Extract, from the records beneath this instruction, each line that contains the word "released".
*** DATASET RECORDS
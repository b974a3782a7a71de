use criterion::{black_box, criterion_group, criterion_main, BenchmarkId, Criterion};
use keel_di::*;
use std::sync::Arc;

// ===== Micro Benchmarks =====

fn bench_singleton_hit(c: &mut Criterion) {
    let mut sc = ServiceCollection::new();
    sc.add_singleton_instance(42u64);
    let sp = sc.build();

    // Prime the singleton
    let _ = sp.get::<u64>().unwrap();

    c.bench_function("singleton_hit_u64", |b| {
        b.iter(|| {
            let v = sp.get::<u64>().unwrap();
            black_box(v);
        })
    });
}

fn bench_singleton_cold(c: &mut Criterion) {
    struct ExpensiveToCreate {
        data: Vec<u64>,
    }

    c.bench_function("singleton_cold_expensive", |b| {
        b.iter_batched(
            || {
                let mut sc = ServiceCollection::new();
                sc.add_singleton_factory::<ExpensiveToCreate, _>(|_| {
                    Ok(ExpensiveToCreate {
                        data: (0..1000).collect(),
                    })
                });
                sc.build()
            },
            |sp| {
                let v = sp.get::<ExpensiveToCreate>().unwrap();
                black_box(v.data.len());
            },
            criterion::BatchSize::SmallInput,
        )
    });
}

fn bench_scoped_vs_transient(c: &mut Criterion) {
    struct Service {
        data: [u8; 64],
    }

    let mut group = c.benchmark_group("scoped_vs_transient");

    let mut sc_scoped = ServiceCollection::new();
    sc_scoped.add_scoped_factory::<Service, _>(|_| Ok(Service { data: [0; 64] }));
    let sp_scoped = sc_scoped.build();
    let scope = sp_scoped.create_scope();
    let _ = scope.get::<Service>().unwrap();

    group.bench_function("scoped_hit", |b| {
        b.iter(|| {
            let v = scope.get::<Service>().unwrap();
            black_box(v.data[0]);
        })
    });

    let mut sc_transient = ServiceCollection::new();
    sc_transient.add_transient_factory::<Service, _>(|_| Ok(Service { data: [0; 64] }));
    let sp_transient = sc_transient.build();

    group.bench_function("transient_create", |b| {
        b.iter(|| {
            let v = sp_transient.get::<Service>().unwrap();
            black_box(v.data[0]);
        })
    });

    group.finish();
}

fn bench_concrete_vs_trait(c: &mut Criterion) {
    trait Greeter: Send + Sync {
        fn greet(&self) -> usize;
    }

    #[derive(Default)]
    struct Hello;
    impl Greeter for Hello {
        fn greet(&self) -> usize {
            5
        }
    }
    keel_di::injectable_default!(Hello);

    let mut sc = ServiceCollection::new();
    sc.add_singleton::<Hello>()
        .add_singleton_trait::<dyn Greeter, Hello, _>(|h| h)
        .add_singleton_token::<Hello>("greeter.hello");
    let sp = sc.build();

    let mut group = c.benchmark_group("identity_kind");
    group.bench_function("concrete", |b| {
        b.iter(|| black_box(sp.get::<Hello>().unwrap()))
    });
    group.bench_function("trait", |b| {
        b.iter(|| black_box(sp.get_trait::<dyn Greeter>().unwrap().greet()))
    });
    group.bench_function("token", |b| {
        b.iter(|| black_box(sp.get_token::<Hello>("greeter.hello").unwrap()))
    });
    group.finish();
}

fn bench_scope_lifecycle(c: &mut Criterion) {
    #[derive(Default)]
    struct RequestContext;
    keel_di::injectable_default!(RequestContext);

    let mut sc = ServiceCollection::new();
    sc.add_scoped::<RequestContext>();
    let sp = sc.build();

    c.bench_function("scope_create_resolve_dispose", |b| {
        b.iter(|| {
            let scope = sp.create_scope();
            black_box(scope.get::<RequestContext>().unwrap());
            scope.dispose();
        })
    });
}

fn bench_constructor_chain(c: &mut Criterion) {
    let mut group = c.benchmark_group("constructor_chain");

    // Non-circular chain of depth 8 built from metadata
    macro_rules! chain {
        ($first:ident $(, $next:ident => $dep:ident)*) => {
            #[derive(Default)]
            struct $first;
            keel_di::injectable_default!($first);
            $(
                struct $next {
                    _dep: Arc<$dep>,
                }
                impl Injectable for $next {
                    fn metadata() -> ConstructorMetadata {
                        ConstructorMetadata::new().param::<$dep>()
                    }
                    fn construct(args: &mut Arguments) -> DiResult<Self> {
                        Ok($next { _dep: args.next()? })
                    }
                }
            )*
        };
    }

    chain!(Service1, Service2 => Service1, Service3 => Service2, Service4 => Service3,
        Service5 => Service4, Service6 => Service5, Service7 => Service6, Service8 => Service7);

    let mut sc = ServiceCollection::new();
    sc.add_singleton::<Service1>()
        .add_transient::<Service2>()
        .add_transient::<Service3>()
        .add_transient::<Service4>()
        .add_transient::<Service5>()
        .add_transient::<Service6>()
        .add_transient::<Service7>()
        .add_transient::<Service8>();
    let sp = sc.build();

    group.bench_function("transient_depth_8", |b| {
        b.iter(|| {
            let service = sp.get::<Service8>().unwrap();
            black_box(&service);
        })
    });

    group.finish();
}

fn bench_contention(c: &mut Criterion) {
    let mut group = c.benchmark_group("contention");

    let mut sc = ServiceCollection::new();
    sc.add_singleton_instance(42u64);
    let sp = sc.build();

    // Prime the singleton
    let _ = sp.get::<u64>().unwrap();

    for &thread_count in &[1, 2, 4, 8] {
        group.bench_with_input(
            BenchmarkId::new("singleton_threads", thread_count),
            &thread_count,
            |b, &threads| {
                b.iter_custom(|iters| {
                    let start = std::time::Instant::now();
                    crossbeam_utils::thread::scope(|s| {
                        for _ in 0..threads {
                            let sp_ref = &sp;
                            s.spawn(move |_| {
                                for _ in 0..iters / threads as u64 {
                                    let v = sp_ref.get::<u64>().unwrap();
                                    black_box(v);
                                }
                            });
                        }
                    })
                    .unwrap();
                    start.elapsed()
                })
            },
        );
    }

    group.finish();
}

// ===== Macro Benchmarks =====

fn bench_large_registry(c: &mut Criterion) {
    let mut group = c.benchmark_group("large_registry");

    for &service_count in &[10, 100, 1000] {
        let mut sc = ServiceCollection::new();

        // Baseline service we always resolve
        sc.add_singleton_instance(42u64);

        // Distinct token identities to grow the index
        for i in 0..service_count {
            let token: &'static str = Box::leak(format!("service.{}", i).into_boxed_str());
            let value = i as u32;
            sc.add_factory::<u32, _>(Key::token(token), Lifetime::Singleton, move |_| Ok(value));
        }

        let sp = sc.build();

        group.bench_with_input(
            BenchmarkId::new("resolve_from_large_registry", service_count),
            &service_count,
            |b, _| {
                b.iter(|| {
                    let v = sp.get::<u64>().unwrap();
                    black_box(v);
                })
            },
        );
    }

    group.finish();
}

fn bench_validation(c: &mut Criterion) {
    #[derive(Default)]
    struct Leaf;
    keel_di::injectable_default!(Leaf);

    struct Node;
    impl Injectable for Node {
        fn metadata() -> ConstructorMetadata {
            ConstructorMetadata::new().param::<Leaf>().param::<ServiceProvider>()
        }
        fn construct(_: &mut Arguments) -> DiResult<Self> {
            Ok(Node)
        }
    }

    let mut sc = ServiceCollection::new();
    sc.add_singleton::<Leaf>().add_transient::<Node>();
    for i in 0..200 {
        let token: &'static str = Box::leak(format!("node.{}", i).into_boxed_str());
        sc.add::<Node>(Key::token(token), Lifetime::Transient);
    }

    c.bench_function("validate_200_services", |b| {
        b.iter(|| black_box(sc.validate().is_valid()))
    });
}

fn bench_mixed_workload(c: &mut Criterion) {
    // Realistic workload: 70% singleton hits, 20% scoped hits, 10% transient
    struct SingletonService(u64);
    struct ScopedService(u64);
    struct TransientService(u64);

    let mut sc = ServiceCollection::new();
    sc.add_singleton_instance(SingletonService(1));
    sc.add_scoped_factory::<ScopedService, _>(|_| Ok(ScopedService(2)));
    sc.add_transient_factory::<TransientService, _>(|_| Ok(TransientService(3)));

    let sp = sc.build();
    let scope = sp.create_scope();

    // Prime services
    let _ = sp.get::<SingletonService>().unwrap();
    let _ = scope.get::<ScopedService>().unwrap();

    c.bench_function("mixed_workload_realistic", |b| {
        b.iter(|| {
            for _ in 0..7 {
                let v = sp.get::<SingletonService>().unwrap();
                black_box(v.0);
            }

            for _ in 0..2 {
                let v = scope.get::<ScopedService>().unwrap();
                black_box(v.0);
            }

            let v = sp.get::<TransientService>().unwrap();
            black_box(v.0);
        })
    });
}

criterion_group!(
    micro_benches,
    bench_singleton_hit,
    bench_singleton_cold,
    bench_scoped_vs_transient,
    bench_concrete_vs_trait,
    bench_scope_lifecycle,
    bench_constructor_chain,
    bench_contention
);

criterion_group!(macro_benches, bench_large_registry, bench_validation, bench_mixed_workload);

criterion_main!(micro_benches, macro_benches);
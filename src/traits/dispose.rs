//! Disposal trait for resource cleanup.

/// Trait for synchronous resource disposal.
///
/// Implement this trait for services that need structured teardown (flushing
/// buffers, closing connections). Hooks registered from a scoped or transient
/// build run when the owning scope is disposed; hooks registered while
/// building a singleton run on [`ServiceProvider::dispose_all`](crate::ServiceProvider::dispose_all).
/// Either way they run last-registered first.
///
/// # Examples
///
/// ```
/// use keel_di::{Dispose, ServiceCollection, Resolver};
/// use std::sync::atomic::{AtomicBool, Ordering};
/// use std::sync::Arc;
///
/// struct Connection {
///     closed: Arc<AtomicBool>,
/// }
///
/// impl Dispose for Connection {
///     fn dispose(&self) {
///         self.closed.store(true, Ordering::SeqCst);
///     }
/// }
///
/// let closed = Arc::new(AtomicBool::new(false));
/// let flag = closed.clone();
///
/// let mut services = ServiceCollection::new();
/// services.add_scoped_factory::<Connection, _>(move |ctx| {
///     ctx.register_disposer(Arc::new(Connection { closed: flag.clone() }));
///     Ok(Connection { closed: flag.clone() })
/// });
///
/// let provider = services.build();
/// let scope = provider.create_scope();
/// let _conn = scope.get_required::<Connection>();
/// assert!(!closed.load(Ordering::SeqCst));
///
/// scope.dispose();
/// assert!(closed.load(Ordering::SeqCst));
/// ```
pub trait Dispose: Send + Sync + 'static {
    /// Perform synchronous cleanup of resources.
    fn dispose(&self);
}
use keel_di::{Dispose, Resolver, ServiceCollection};
use std::sync::{Arc, Mutex};

struct Tracked {
    name: &'static str,
    log: Arc<Mutex<Vec<&'static str>>>,
}

impl Dispose for Tracked {
    fn dispose(&self) {
        self.log.lock().unwrap().push(self.name);
    }
}

struct First;
struct Second;
struct Shared;

fn services(log: &Arc<Mutex<Vec<&'static str>>>) -> ServiceCollection {
    let mut sc = ServiceCollection::new();

    let l = log.clone();
    sc.add_scoped_factory::<First, _>(move |ctx| {
        ctx.register_disposer(Arc::new(Tracked { name: "first", log: l.clone() }));
        Ok(First)
    });

    let l = log.clone();
    sc.add_scoped_factory::<Second, _>(move |ctx| {
        ctx.register_disposer(Arc::new(Tracked { name: "second", log: l.clone() }));
        Ok(Second)
    });

    let l = log.clone();
    sc.add_singleton_factory::<Shared, _>(move |ctx| {
        ctx.register_disposer(Arc::new(Tracked { name: "shared", log: l.clone() }));
        Ok(Shared)
    });

    sc
}

#[test]
fn test_scope_hooks_run_in_reverse_order() {
    let log = Arc::new(Mutex::new(Vec::new()));
    let provider = services(&log).build();

    let scope = provider.create_scope();
    scope.get_required::<First>();
    scope.get_required::<Second>();
    scope.get_required::<First>();

    assert!(log.lock().unwrap().is_empty());
    scope.dispose();
    assert_eq!(*log.lock().unwrap(), vec!["second", "first"]);
}

#[test]
fn test_dispose_is_idempotent() {
    let log = Arc::new(Mutex::new(Vec::new()));
    let provider = services(&log).build();

    let scope = provider.create_scope();
    scope.get_required::<First>();
    scope.dispose();
    scope.dispose();
    assert_eq!(log.lock().unwrap().len(), 1);
}

#[test]
fn test_singleton_hooks_belong_to_provider() {
    let log = Arc::new(Mutex::new(Vec::new()));
    let provider = services(&log).build();

    let scope = provider.create_scope();
    scope.get_required::<Shared>();
    scope.get_required::<First>();
    scope.dispose();
    assert_eq!(*log.lock().unwrap(), vec!["first"]);

    provider.dispose_all();
    assert_eq!(*log.lock().unwrap(), vec!["first", "shared"]);

    // Hooks run once
    provider.dispose_all();
    assert_eq!(log.lock().unwrap().len(), 2);
}

#[test]
fn test_scopes_dispose_independently() {
    let log = Arc::new(Mutex::new(Vec::new()));
    let provider = services(&log).build();

    let scope1 = provider.create_scope();
    let scope2 = provider.create_scope();
    scope1.get_required::<First>();
    scope2.get_required::<Second>();

    scope2.dispose();
    assert_eq!(*log.lock().unwrap(), vec!["second"]);
    assert!(scope1.get::<First>().is_ok());

    scope1.dispose();
    assert_eq!(*log.lock().unwrap(), vec!["second", "first"]);
}

#[test]
fn test_manual_registration_on_scope() {
    let log = Arc::new(Mutex::new(Vec::new()));
    let provider = ServiceCollection::new().build();

    let scope = provider.create_scope();
    scope.register_disposer(Arc::new(Tracked { name: "a", log: log.clone() }));
    scope.register_disposer(Arc::new(Tracked { name: "b", log: log.clone() }));
    scope.dispose();

    assert_eq!(*log.lock().unwrap(), vec!["b", "a"]);
}

#[test]
fn test_transient_hooks_outside_scope_go_to_provider() {
    struct Temp;

    let log = Arc::new(Mutex::new(Vec::new()));
    let l = log.clone();
    let mut sc = ServiceCollection::new();
    sc.add_transient_factory::<Temp, _>(move |ctx| {
        ctx.register_disposer(Arc::new(Tracked { name: "temp", log: l.clone() }));
        Ok(Temp)
    });

    let provider = sc.build();
    provider.get_required::<Temp>();
    provider.get_required::<Temp>();
    assert!(log.lock().unwrap().is_empty());

    provider.dispose_all();
    assert_eq!(*log.lock().unwrap(), vec!["temp", "temp"]);
}

#[test]
fn test_hooks_beneath_a_singleton_outlive_the_scope() {
    struct Conn;
    struct Cache {
        _conn: Arc<Conn>,
    }

    let log = Arc::new(Mutex::new(Vec::new()));
    let l = log.clone();
    let mut sc = ServiceCollection::new();
    sc.add_transient_factory::<Conn, _>(move |ctx| {
        ctx.register_disposer(Arc::new(Tracked { name: "conn", log: l.clone() }));
        Ok(Conn)
    });
    sc.add_singleton_factory::<Cache, _>(|ctx| {
        Ok(Cache {
            _conn: ctx.get::<Conn>()?,
        })
    });

    let provider = sc.build();
    let scope = provider.create_scope();
    let cache = scope.get_required::<Cache>();

    // A transient resolved directly in the scope still belongs to the scope
    scope.get_required::<Conn>();

    scope.dispose();
    assert_eq!(*log.lock().unwrap(), vec!["conn"]);
    assert!(Arc::ptr_eq(&cache, &provider.get_required::<Cache>()));

    provider.dispose_all();
    assert_eq!(*log.lock().unwrap(), vec!["conn", "conn"]);
}
//! Core traits for the dependency injection container.

mod dispose;
mod resolver;

pub use dispose::Dispose;
pub use resolver::{Resolver, ResolverCore};
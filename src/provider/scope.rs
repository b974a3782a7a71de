//! Scoped service resolution.

use parking_lot::Mutex;

use crate::error::{DiError, DiResult};
use crate::internal::{DisposeBag, Disposer};
use crate::key::Key;
use crate::registration::{AnyArc, KeyMap};
use crate::traits::ResolverCore;

use super::{Resolution, ServiceProvider};

/// Cache of scoped instances plus the scope's disposal hooks.
///
/// Also backs the provider's implicit root scope.
#[derive(Default)]
pub(crate) struct ScopeStorage {
    state: Mutex<ScopedInstances>,
    disposers: Mutex<DisposeBag>,
}

#[derive(Default)]
struct ScopedInstances {
    disposed: bool,
    instances: KeyMap<AnyArc>,
}

impl ScopeStorage {
    pub(crate) fn ensure_live(&self) -> DiResult<()> {
        if self.state.lock().disposed {
            return Err(DiError::ScopeDisposed);
        }
        Ok(())
    }

    pub(crate) fn get(&self, key: &Key) -> DiResult<Option<AnyArc>> {
        let state = self.state.lock();
        if state.disposed {
            return Err(DiError::ScopeDisposed);
        }
        Ok(state.instances.get(key).cloned())
    }

    /// Stores `value` unless another caller got there first; returns the winner.
    pub(crate) fn insert(&self, key: Key, value: AnyArc) -> DiResult<AnyArc> {
        let mut state = self.state.lock();
        if state.disposed {
            return Err(DiError::ScopeDisposed);
        }
        Ok(state.instances.entry(key).or_insert(value).clone())
    }

    pub(crate) fn push_disposer(&self, f: Disposer) {
        self.disposers.lock().push(f);
    }

    /// Marks the storage inert, releases the cache and runs hooks LIFO.
    /// Returns false when it was already disposed.
    pub(crate) fn dispose(&self) -> bool {
        let released = {
            let mut state = self.state.lock();
            if state.disposed {
                return false;
            }
            state.disposed = true;
            std::mem::take(&mut state.instances)
        };
        // Hooks and instance drops run without holding any lock
        let mut hooks = self.disposers.lock().take();
        hooks.run_all_reverse();
        drop(released);
        true
    }

    /// Drops cached instances without marking the storage disposed.
    pub(crate) fn clear(&self) {
        let released = std::mem::take(&mut self.state.lock().instances);
        drop(released);
    }

    pub(crate) fn is_disposed(&self) -> bool {
        self.state.lock().disposed
    }

    pub(crate) fn cached(&self) -> usize {
        self.state.lock().instances.len()
    }

    pub(crate) fn pending_disposers(&self) -> usize {
        self.disposers.lock().len()
    }
}

/// Scoped service resolver for request-scoped dependencies.
///
/// A scope caches Scoped services for its own lifetime and delegates
/// Singleton resolution to the root provider. Scopes are thread-safe; a
/// request handler may share one across tasks.
///
/// # Examples
///
/// ```
/// use keel_di::{ServiceCollection, Resolver, DiError};
/// use std::sync::Arc;
///
/// #[derive(Default)]
/// struct RequestContext;
/// keel_di::injectable_default!(RequestContext);
///
/// let mut services = ServiceCollection::new();
/// services.add_scoped::<RequestContext>();
/// let provider = services.build();
///
/// let scope = provider.create_scope();
/// let a = scope.get_required::<RequestContext>();
/// let b = scope.get_required::<RequestContext>();
/// assert!(Arc::ptr_eq(&a, &b));
///
/// scope.dispose();
/// assert!(scope.is_disposed());
/// assert!(matches!(scope.get::<RequestContext>(), Err(DiError::ScopeDisposed)));
/// ```
pub struct Scope {
    pub(crate) root: ServiceProvider,
    pub(crate) storage: ScopeStorage,
    id: u64,
}

impl Scope {
    pub(crate) fn new(root: ServiceProvider, id: u64) -> Self {
        Self {
            root,
            storage: ScopeStorage::default(),
            id,
        }
    }

    /// Identifier unique among the scopes of one provider.
    pub fn id(&self) -> u64 {
        self.id
    }

    /// The provider this scope was created from.
    pub fn provider(&self) -> &ServiceProvider {
        &self.root
    }

    /// Ends the scope.
    ///
    /// Every cached Scoped instance is released and the scope's disposal
    /// hooks run in reverse registration order. Later resolutions fail with
    /// [`DiError::ScopeDisposed`]. Calling it again does nothing.
    pub fn dispose(&self) {
        let hooks = self.storage.pending_disposers();
        let released = self.storage.cached();
        if self.storage.dispose() {
            tracing::debug!(scope = self.id, released, hooks, "scope disposed");
        }
    }

    pub fn is_disposed(&self) -> bool {
        self.storage.is_disposed()
    }

    /// Number of Scoped instances currently cached by this scope.
    pub fn cached_instances(&self) -> usize {
        self.storage.cached()
    }
}

impl ResolverCore for Scope {
    fn resolve_any(&self, key: &Key) -> DiResult<AnyArc> {
        self.storage.ensure_live()?;
        let inner = self.root.inner()?;
        Resolution::new(&self.root, &inner, Some(&self.storage)).resolve(key)
    }

    fn push_disposer(&self, f: Box<dyn FnOnce() + Send>) {
        self.storage.push_disposer(f);
    }
}

impl Drop for Scope {
    fn drop(&mut self) {
        if !self.storage.is_disposed() && self.storage.pending_disposers() > 0 {
            tracing::warn!(
                scope = self.id,
                hooks = self.storage.pending_disposers(),
                "Scope dropped with undisposed resources. Call dispose() before dropping."
            );
        }
    }
}

impl std::fmt::Debug for Scope {
    fn fmt(&self, f: &mut std::fmt::Formatter<'_>) -> std::fmt::Result {
        f.debug_struct("Scope")
            .field("id", &self.id)
            .field("disposed", &self.is_disposed())
            .field("cached", &self.cached_instances())
            .finish()
    }
}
******
-- SOLUTION BELOW --
        let released = {
        drop(released);
        let released = std::mem::take(&mut self.state.lock().instances);
        drop(released);
    /// Every cached Scoped instance is released and the scope's disposal
        let released = self.storage.cached();
            tracing::debug!(scope = self.id, released, hooks, "scope disposed");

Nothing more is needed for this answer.